(Records from a dataset)

━━━━━━━━━━

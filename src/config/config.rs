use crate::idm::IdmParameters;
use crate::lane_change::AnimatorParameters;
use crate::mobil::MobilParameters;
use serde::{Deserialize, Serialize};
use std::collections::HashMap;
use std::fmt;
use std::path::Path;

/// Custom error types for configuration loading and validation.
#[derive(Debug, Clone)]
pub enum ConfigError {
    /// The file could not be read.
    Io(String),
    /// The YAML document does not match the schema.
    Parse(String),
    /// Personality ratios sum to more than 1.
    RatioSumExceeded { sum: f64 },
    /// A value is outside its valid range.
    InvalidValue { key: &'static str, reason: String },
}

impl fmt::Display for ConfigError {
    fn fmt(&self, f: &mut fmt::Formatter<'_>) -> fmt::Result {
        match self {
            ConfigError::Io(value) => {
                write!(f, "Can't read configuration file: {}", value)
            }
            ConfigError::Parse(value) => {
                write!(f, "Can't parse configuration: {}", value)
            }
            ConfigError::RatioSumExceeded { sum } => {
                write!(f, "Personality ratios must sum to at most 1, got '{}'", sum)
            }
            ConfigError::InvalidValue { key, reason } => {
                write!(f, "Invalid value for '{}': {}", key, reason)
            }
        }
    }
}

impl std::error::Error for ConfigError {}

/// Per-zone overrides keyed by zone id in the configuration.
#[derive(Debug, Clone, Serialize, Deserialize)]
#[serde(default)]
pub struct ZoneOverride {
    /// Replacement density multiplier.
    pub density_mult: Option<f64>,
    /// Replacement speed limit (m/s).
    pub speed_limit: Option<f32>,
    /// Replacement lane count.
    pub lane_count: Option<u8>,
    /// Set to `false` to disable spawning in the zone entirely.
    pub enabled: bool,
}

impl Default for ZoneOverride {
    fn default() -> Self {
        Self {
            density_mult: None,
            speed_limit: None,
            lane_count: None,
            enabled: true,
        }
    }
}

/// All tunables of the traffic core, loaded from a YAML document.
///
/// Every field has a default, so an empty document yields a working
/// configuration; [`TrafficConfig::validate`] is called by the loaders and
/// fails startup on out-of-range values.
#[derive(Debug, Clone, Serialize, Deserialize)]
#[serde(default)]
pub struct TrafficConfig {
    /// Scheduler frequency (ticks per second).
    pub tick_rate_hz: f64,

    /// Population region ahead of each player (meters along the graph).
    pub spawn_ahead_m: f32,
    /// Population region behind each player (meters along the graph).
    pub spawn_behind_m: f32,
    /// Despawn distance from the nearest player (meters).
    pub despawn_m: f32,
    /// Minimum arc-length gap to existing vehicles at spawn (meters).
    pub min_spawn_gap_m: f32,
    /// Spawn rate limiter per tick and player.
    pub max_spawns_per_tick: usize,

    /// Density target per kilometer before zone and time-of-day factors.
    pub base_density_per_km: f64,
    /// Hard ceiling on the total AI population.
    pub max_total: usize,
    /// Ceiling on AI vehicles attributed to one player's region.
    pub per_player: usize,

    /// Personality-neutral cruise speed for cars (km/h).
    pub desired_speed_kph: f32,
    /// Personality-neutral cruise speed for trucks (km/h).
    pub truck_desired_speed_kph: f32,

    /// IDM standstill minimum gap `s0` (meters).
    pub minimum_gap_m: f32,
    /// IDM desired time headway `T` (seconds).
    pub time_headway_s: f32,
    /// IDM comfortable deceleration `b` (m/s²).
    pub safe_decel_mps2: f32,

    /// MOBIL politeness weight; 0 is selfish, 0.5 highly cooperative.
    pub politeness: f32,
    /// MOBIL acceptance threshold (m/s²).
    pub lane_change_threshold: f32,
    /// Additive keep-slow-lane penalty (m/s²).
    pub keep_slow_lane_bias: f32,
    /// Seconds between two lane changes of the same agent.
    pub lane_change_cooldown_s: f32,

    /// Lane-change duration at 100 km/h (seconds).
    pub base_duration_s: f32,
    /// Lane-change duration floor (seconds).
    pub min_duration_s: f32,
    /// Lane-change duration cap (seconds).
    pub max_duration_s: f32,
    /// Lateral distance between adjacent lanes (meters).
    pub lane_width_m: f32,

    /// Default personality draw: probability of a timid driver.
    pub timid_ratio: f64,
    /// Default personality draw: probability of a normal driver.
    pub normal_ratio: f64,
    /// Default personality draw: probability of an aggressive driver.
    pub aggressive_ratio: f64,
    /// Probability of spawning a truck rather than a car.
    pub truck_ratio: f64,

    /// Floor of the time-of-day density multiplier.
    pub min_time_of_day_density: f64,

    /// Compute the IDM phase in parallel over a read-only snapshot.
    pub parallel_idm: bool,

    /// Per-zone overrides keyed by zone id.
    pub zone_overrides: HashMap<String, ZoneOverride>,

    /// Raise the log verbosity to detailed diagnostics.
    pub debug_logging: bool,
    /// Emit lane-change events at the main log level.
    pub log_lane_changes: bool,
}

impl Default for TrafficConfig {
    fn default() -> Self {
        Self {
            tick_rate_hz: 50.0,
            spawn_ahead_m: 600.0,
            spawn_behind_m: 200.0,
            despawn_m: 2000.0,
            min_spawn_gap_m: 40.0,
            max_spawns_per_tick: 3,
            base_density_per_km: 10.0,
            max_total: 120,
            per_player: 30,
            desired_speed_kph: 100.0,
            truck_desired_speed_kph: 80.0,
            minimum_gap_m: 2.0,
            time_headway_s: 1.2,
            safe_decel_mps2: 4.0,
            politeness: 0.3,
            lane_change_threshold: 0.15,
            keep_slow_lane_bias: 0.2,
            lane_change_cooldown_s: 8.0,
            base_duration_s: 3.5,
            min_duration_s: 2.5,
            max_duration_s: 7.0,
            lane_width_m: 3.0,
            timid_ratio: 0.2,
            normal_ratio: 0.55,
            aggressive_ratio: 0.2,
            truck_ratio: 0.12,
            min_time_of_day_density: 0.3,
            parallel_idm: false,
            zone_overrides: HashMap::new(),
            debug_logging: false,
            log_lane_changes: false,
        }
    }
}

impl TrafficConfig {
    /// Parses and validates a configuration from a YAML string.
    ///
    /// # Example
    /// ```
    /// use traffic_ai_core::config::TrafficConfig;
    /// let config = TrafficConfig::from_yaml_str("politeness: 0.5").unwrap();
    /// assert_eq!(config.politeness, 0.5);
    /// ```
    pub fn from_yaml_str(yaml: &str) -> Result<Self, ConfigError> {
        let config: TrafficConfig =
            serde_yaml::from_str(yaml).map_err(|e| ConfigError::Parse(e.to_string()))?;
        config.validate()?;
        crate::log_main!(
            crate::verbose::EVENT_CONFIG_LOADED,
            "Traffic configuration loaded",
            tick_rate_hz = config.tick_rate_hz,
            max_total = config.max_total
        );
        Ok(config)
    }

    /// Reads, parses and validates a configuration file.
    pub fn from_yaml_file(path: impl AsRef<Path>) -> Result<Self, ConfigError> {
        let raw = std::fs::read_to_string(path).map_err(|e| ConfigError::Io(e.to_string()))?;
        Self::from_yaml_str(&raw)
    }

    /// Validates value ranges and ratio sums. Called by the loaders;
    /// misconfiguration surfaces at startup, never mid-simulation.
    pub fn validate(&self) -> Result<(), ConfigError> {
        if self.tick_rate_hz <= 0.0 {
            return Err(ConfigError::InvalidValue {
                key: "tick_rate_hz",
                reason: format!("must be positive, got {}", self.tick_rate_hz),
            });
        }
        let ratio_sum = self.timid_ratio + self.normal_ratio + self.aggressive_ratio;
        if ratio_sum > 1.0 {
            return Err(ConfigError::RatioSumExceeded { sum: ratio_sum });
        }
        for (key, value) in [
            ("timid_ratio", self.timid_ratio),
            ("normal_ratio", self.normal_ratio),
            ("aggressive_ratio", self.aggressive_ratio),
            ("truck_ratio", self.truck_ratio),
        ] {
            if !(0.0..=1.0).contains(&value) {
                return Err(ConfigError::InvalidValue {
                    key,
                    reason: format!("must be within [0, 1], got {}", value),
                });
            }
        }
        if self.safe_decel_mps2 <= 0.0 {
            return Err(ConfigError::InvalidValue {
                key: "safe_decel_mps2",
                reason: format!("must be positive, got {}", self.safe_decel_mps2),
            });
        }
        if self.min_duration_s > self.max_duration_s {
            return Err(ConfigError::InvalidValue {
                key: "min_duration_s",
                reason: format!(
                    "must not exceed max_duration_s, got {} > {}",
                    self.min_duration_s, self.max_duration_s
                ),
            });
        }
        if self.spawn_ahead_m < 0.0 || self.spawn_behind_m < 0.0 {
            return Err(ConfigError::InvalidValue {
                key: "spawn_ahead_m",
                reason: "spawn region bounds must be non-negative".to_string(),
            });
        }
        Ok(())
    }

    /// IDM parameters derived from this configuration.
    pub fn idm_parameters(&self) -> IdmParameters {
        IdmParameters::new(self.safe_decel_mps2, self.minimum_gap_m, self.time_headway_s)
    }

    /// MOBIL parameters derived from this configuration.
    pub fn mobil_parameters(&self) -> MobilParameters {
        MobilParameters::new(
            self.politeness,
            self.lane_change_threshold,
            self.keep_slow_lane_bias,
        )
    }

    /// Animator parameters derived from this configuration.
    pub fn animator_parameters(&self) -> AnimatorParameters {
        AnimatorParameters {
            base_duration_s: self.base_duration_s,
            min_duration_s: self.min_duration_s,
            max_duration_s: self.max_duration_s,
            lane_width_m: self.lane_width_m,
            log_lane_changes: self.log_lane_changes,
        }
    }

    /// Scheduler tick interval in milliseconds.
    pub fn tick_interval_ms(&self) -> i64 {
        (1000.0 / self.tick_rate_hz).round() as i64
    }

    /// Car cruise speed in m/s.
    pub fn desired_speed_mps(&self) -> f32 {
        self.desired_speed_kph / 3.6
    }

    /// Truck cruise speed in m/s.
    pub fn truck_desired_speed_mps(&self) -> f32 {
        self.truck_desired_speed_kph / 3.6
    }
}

━━━━━━━━━━

> **WHAT YOU SHOULD DO**: Out of the records above, pull the lines that include the word "bool".

> **SOLUTION TO THE EXERCISE**:
    pub enabled: bool,
    pub parallel_idm: bool,
    pub debug_logging: bool,
    pub log_lane_changes: bool,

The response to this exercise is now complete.